Davos Forum Focuses On Protectionism, Macbeth, Tupperware
Davos, the snowy Swiss vale that plays host to the World Economic Forum every year, has this time been less a self-congratulatory haven for hearty backslaps and skiing, and more a po-faced arena to assess what went wrong, and how to make it right again.
While everyone wonders if Messrs Deripaska, Rothschild and Osbourne got all cosy again, many people didn’t bother to show up in the first place – Darling and Miliband bailed, Brangelina was replaced in the “actors with thoughtful faces” category by the rather less starry Jet Li, and former Davos regulars like Dick Fuld and B Ramalinga Raju were weirdly absent this year. And after Israeli PM Shimon Peres was given the lion’s share of debate time to opine on Gaza, Turkish PM Tayyip Erdogan walked off, vowing never to return to Davos (though the two kissed and made up via telephone later); Peres for his part said that none of this crisis nonsense would have ever happened if we had just followed the Ten Commandments. Which number is “Thou shalt not allow small countries to overextend themselves while continuing to trade in highly leveraged products”? I forget.

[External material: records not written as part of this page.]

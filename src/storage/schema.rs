//! Database schema definitions
//!
//! This module contains all SQL schema definitions for the crawl ledger.

/// SQL schema for the database
pub const SCHEMA_SQL: &str = r#"
-- Track crawl runs
CREATE TABLE IF NOT EXISTS runs (
    id INTEGER PRIMARY KEY AUTOINCREMENT,
    started_at TEXT NOT NULL,
    finished_at TEXT,
    config_hash TEXT NOT NULL,
    status TEXT NOT NULL
);

-- One row per page processed during a run
CREATE TABLE IF NOT EXISTS pages (
    id INTEGER PRIMARY KEY AUTOINCREMENT,
    run_id INTEGER NOT NULL REFERENCES runs(id),
    site_url TEXT NOT NULL,
    url TEXT NOT NULL,
    site_type TEXT NOT NULL,
    status_code INTEGER,
    content_type TEXT,
    saved_path TEXT,
    title TEXT,
    crawled_at TEXT NOT NULL
);

CREATE INDEX IF NOT EXISTS idx_pages_run ON pages(run_id);
CREATE INDEX IF NOT EXISTS idx_pages_site_type ON pages(site_type);
CREATE INDEX IF NOT EXISTS idx_pages_url ON pages(url);
"#;

/// Initializes the database schema
///
/// # Arguments
///
/// * `conn` - The database connection
///
/// # Returns
///
/// * `Ok(())` - Schema initialized successfully
/// * `Err(rusqlite::Error)` - Failed to initialize schema
pub fn initialize_schema(conn: &rusqlite::Connection) -> Result<(), rusqlite::Error> {
    conn.execute_batch(SCHEMA_SQL)?;
    Ok(())
}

Putin did show up though, and made a bit of an idiot of himself by pointing the finger at U.S. financial policies while his own currency continues to resemble the sort of thing you’d find in a Monopoly set. Niall Ferguson called him “absurd”, and the ruble fell 3.5% against the dollar after Putin’s speech. But to be fair to him, some of his words chimed with much of what was being said elsewhere – he warned against “unrestrained state interference” and “blind faith in the omnipotence of the state”, just as other commentators, like HSBC’s Stephen Green, were warning against protectionism, ie a retreat from international markets back to localised trading. Also noting an anti-protectionist strain is Sir Martin Sorrell, writing in an FT blog that has a beautifully gloomy air lent by its blunt haiku style: “Far too crowded. Probably 500 people over the top. Last year 2000 was heavy, 2600 is too many.”

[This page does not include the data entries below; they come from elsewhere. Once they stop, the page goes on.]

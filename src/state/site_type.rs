/// Site type definitions driving crawl behavior
///
/// A site type is either configured explicitly per site or guessed by the detection
/// pipeline from a single probe response.
use std::fmt;

/// The kind of site being crawled
#[derive(Debug, Clone, Copy, PartialEq, Eq, Hash, Default)]
pub enum SiteType {
    /// Plain recursive crawl, used when nothing more specific applies
    #[default]
    Generic,

    /// Flask application (also probes the `/static/` tree)
    Flask,

    /// Sphinx documentation (optionally probes `/_downloads/`)
    Sphinx,

    /// WordPress site
    WordPress,

    /// A single PDF document
    Pdf,

    /// JSON/REST API; crawled generically
    Api,

    /// Script-rendered site; crawled generically
    Dynamic,
}

impl SiteType {
    /// Returns the lowercase name used in configuration files and the ledger
    pub fn as_str(&self) -> &'static str {
        match self {
            Self::Generic => "generic",
            Self::Flask => "flask",
            Self::Sphinx => "sphinx",
            Self::WordPress => "wordpress",
            Self::Pdf => "pdf",
            Self::Api => "api",
            Self::Dynamic => "dynamic",
        }
    }

    /// Parses a known site type name (case-insensitive)
    ///
    /// Returns None if the string doesn't name any known type.
    pub fn parse_known(s: &str) -> Option<Self> {
        match s.trim().to_ascii_lowercase().as_str() {
            "generic" => Some(Self::Generic),
            "flask" => Some(Self::Flask),
            "sphinx" => Some(Self::Sphinx),
            "wordpress" => Some(Self::WordPress),
            "pdf" => Some(Self::Pdf),
            "api" => Some(Self::Api),
            "dynamic" => Some(Self::Dynamic),
            _ => None,
        }
    }

    /// Parses a configured site type, mapping unknown names to `Generic`
    pub fn from_config_str(s: &str) -> Self {
        Self::parse_known(s).unwrap_or_default()
    }

    /// Returns all site types
    pub fn all() -> Vec<Self> {
        vec![
            Self::Generic,
            Self::Flask,
            Self::Sphinx,
            Self::WordPress,
            Self::Pdf,
            Self::Api,
            Self::Dynamic,
        ]
    }
}

impl fmt::Display for SiteType {
    fn fmt(&self, f: &mut fmt::Formatter<'_>) -> fmt::Result {
        write!(f, "{}", self.as_str())
    }
}
//! Configuration module for Sitewise
//!
//! This module handles loading, parsing, and validating TOML configuration files.
//!
//! # Example
//!
//! ```no_run
//! use sitewise::config::load_config;
//! use std::path::Path;
//!
//! let config = load_config(Path::new("sites.toml")).unwrap();
//! println!("Crawler will use max depth: {}", config.crawler.max_depth);
//! ```

mod parser;
mod types;
mod validation;

// Re-export types
pub use types::{Config, CrawlerSettings, SiteSpec, StorageConfig};

// Re-export parser functions
pub use parser::{compute_config_hash, load_config, load_config_with_hash, parse_config};
pub use validation::validate;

A sober tone then, but not sober enough for the aforementioned Ferguson, who said he found a “Great Gatsby quality to Davos…There’s a sense of ‘let’s have the party anyway,’ and ‘let’s talk about the post-crisis world,’ as though that could be soon”. The FT’s Gideon Rachman seems more up for a good time, lamenting the lack of “loud music and dancing”, and opting for a “South African jazz party” and a talk on “leadership lessons to be learnt from Macbeth” conducted by the son of Lawrence Olivier. Sounds wild!
But there is some light amongst the dark. The hills have been rocked to avalanche-inducing proportions by the glorious news from the hottest panel in town – job cuts at Tuppaware are unlikely! You know your economic forum isn’t what it was when cigar-chomping investment bankers are replaced by guys crowing about plastic food receptacles.
Posted by Ben Beaumont-Thomas in Hot Money | January 30, 2009 11:56AM |

January 30th, 2009 at 12:52 pm
must say, my favourite davos moment was the putin/dell fiasco…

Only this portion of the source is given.